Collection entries

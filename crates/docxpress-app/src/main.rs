// SPDX-License-Identifier: PMPL-1.0-or-later
// Copyright (c) 2026 Jonathan D.A. Jewell (hyperpolymath) <jonathan.jewell@open.ac.uk>
//
// docxpress: HTML to DOCX and PDF conversion service
//
// Entry point. Initialises logging, loads configuration, and runs the HTTP
// server until Ctrl-C.

use std::path::PathBuf;

use clap::Parser;

use docxpress_core::AppConfig;
use docxpress_server::DocxServer;

#[derive(Debug, Parser)]
#[command(author, version, about, long_about = None)]
struct Cli {
    /// TOML configuration file
    #[arg(short, long, env = "DOCXPRESS_CONFIG")]
    config: Option<PathBuf>,

    /// Interface to bind (overrides configuration)
    #[arg(long, env = "DOCXPRESS_HOST")]
    host: Option<String>,

    /// Port to listen on (overrides configuration)
    #[arg(short, long, env = "DOCXPRESS_PORT")]
    port: Option<u16>,
}

#[tokio::main]
async fn main() -> anyhow::Result<()> {
    init_tracing();

    let cli = Cli::parse();
    let mut config = AppConfig::load(cli.config.as_deref())?;
    if let Some(host) = cli.host {
        config.server.host = host;
    }
    if let Some(port) = cli.port {
        config.server.port = port;
    }

    tracing::info!(version = env!("CARGO_PKG_VERSION"), "docxpress starting");

    let mut server = DocxServer::new(config);
    server.start().await?;

    tokio::signal::ctrl_c().await?;
    tracing::info!("shutdown requested");

    server.stop().await?;
    Ok(())
}

fn init_tracing() {
    tracing_subscriber::fmt()
        .with_env_filter(
            tracing_subscriber::EnvFilter::try_from_default_env()
                .unwrap_or_else(|_| tracing_subscriber::EnvFilter::new("info")),
        )
        .init();
}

About this exercise - Once the line with "init_tracing();" is located in the data above, repeat it and every later line through the end, exactly.

Answer for this exercise -
    init_tracing();

    let cli = Cli::parse();
    let mut config = AppConfig::load(cli.config.as_deref())?;
    if let Some(host) = cli.host {
        config.server.host = host;
    }
    if let Some(port) = cli.port {
        config.server.port = port;
    }

    tracing::info!(version = env!("CARGO_PKG_VERSION"), "docxpress starting");

    let mut server = DocxServer::new(config);
    server.start().await?;

    tokio::signal::ctrl_c().await?;
    tracing::info!("shutdown requested");

    server.stop().await?;
    Ok(())
}

fn init_tracing() {
    tracing_subscriber::fmt()
        .with_env_filter(
            tracing_subscriber::EnvFilter::try_from_default_env()
                .unwrap_or_else(|_| tracing_subscriber::EnvFilter::new("info")),
        )
        .init();
}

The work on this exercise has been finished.